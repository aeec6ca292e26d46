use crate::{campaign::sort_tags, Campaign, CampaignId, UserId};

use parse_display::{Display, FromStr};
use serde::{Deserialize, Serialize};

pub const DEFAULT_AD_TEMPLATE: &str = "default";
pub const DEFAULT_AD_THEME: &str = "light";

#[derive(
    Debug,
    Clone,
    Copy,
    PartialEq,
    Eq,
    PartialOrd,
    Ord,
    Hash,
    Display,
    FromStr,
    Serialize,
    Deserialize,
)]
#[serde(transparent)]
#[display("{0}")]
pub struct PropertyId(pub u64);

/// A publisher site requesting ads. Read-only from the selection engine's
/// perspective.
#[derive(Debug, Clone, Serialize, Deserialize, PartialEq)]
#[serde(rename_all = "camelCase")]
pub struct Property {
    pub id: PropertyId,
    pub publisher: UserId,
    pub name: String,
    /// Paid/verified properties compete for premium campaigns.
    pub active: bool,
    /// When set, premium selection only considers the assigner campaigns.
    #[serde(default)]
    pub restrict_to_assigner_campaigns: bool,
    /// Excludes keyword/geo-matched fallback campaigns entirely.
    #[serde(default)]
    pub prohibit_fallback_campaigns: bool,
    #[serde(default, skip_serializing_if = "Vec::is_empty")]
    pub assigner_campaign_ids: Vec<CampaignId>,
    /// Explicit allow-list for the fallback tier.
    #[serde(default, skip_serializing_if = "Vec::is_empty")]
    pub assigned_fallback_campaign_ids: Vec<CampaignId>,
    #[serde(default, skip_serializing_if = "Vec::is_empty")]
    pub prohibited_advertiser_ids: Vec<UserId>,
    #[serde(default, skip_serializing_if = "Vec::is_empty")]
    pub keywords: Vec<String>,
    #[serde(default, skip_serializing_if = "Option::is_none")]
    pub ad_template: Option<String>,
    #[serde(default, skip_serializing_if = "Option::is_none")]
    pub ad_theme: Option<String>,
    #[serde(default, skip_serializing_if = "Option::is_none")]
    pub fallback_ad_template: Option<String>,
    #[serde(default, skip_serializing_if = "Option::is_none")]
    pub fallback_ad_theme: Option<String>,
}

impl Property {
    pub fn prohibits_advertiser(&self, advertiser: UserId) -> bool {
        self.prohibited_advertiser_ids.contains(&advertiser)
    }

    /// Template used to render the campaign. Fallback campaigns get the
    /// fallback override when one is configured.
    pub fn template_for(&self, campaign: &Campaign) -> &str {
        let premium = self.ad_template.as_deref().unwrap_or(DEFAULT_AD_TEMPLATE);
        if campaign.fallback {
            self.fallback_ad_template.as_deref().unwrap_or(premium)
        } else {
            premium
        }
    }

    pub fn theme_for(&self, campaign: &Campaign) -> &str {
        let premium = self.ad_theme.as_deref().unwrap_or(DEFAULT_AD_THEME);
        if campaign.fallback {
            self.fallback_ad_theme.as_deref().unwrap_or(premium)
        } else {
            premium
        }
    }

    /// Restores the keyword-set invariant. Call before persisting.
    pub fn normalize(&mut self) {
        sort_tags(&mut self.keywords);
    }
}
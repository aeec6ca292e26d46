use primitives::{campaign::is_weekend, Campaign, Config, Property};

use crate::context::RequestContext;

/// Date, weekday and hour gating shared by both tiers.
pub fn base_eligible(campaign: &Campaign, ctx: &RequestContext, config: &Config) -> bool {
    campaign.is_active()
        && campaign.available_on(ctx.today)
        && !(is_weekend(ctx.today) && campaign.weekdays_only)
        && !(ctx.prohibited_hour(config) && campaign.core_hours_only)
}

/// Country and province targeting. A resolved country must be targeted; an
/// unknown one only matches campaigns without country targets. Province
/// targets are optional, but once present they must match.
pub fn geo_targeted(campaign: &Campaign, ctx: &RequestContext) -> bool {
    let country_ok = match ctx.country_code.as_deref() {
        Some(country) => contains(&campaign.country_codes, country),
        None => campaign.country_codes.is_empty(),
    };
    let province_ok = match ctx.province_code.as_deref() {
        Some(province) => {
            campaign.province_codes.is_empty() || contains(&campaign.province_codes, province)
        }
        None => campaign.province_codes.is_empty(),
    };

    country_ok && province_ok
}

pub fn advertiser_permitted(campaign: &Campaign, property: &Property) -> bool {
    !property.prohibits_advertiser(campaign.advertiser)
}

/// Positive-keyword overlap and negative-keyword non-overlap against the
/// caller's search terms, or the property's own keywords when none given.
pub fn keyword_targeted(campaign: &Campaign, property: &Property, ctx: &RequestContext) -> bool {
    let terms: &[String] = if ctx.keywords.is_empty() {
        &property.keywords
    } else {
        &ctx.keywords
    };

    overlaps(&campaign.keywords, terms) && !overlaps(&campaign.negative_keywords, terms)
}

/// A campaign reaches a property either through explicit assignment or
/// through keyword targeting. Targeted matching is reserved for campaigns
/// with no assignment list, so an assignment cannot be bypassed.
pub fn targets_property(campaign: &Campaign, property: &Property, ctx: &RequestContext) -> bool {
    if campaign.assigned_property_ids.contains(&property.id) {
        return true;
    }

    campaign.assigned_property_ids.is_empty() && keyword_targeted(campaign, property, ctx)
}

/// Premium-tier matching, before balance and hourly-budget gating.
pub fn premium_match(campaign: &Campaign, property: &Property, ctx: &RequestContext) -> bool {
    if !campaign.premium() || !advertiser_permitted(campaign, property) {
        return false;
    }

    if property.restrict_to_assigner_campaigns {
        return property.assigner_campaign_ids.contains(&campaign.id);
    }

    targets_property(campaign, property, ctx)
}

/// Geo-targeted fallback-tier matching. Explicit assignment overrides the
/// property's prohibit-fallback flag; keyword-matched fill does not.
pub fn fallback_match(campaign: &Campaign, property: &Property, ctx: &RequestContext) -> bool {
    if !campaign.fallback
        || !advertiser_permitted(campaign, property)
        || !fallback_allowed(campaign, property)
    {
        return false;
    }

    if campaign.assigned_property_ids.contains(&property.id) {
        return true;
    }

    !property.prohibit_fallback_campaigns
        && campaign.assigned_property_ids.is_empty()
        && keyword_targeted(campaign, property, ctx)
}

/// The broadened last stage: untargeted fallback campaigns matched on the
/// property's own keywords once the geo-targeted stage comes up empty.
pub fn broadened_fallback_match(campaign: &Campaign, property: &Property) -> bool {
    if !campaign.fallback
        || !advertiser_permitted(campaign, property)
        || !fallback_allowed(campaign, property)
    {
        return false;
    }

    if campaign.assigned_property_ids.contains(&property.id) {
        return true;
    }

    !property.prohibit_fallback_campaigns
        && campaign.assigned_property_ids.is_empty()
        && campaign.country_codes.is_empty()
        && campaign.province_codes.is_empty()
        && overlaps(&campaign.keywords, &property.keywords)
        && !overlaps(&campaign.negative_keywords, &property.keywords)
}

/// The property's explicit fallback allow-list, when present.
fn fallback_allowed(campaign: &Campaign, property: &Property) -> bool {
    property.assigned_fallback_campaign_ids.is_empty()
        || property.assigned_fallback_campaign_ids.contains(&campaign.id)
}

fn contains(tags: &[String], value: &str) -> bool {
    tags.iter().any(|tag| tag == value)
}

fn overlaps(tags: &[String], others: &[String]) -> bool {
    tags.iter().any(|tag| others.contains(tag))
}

-----

-- Work required --
Copy all lines of the material above where the string "today" occurs.

-- Response for this exercise --
        && campaign.available_on(ctx.today)
        && !(is_weekend(ctx.today) && campaign.weekdays_only)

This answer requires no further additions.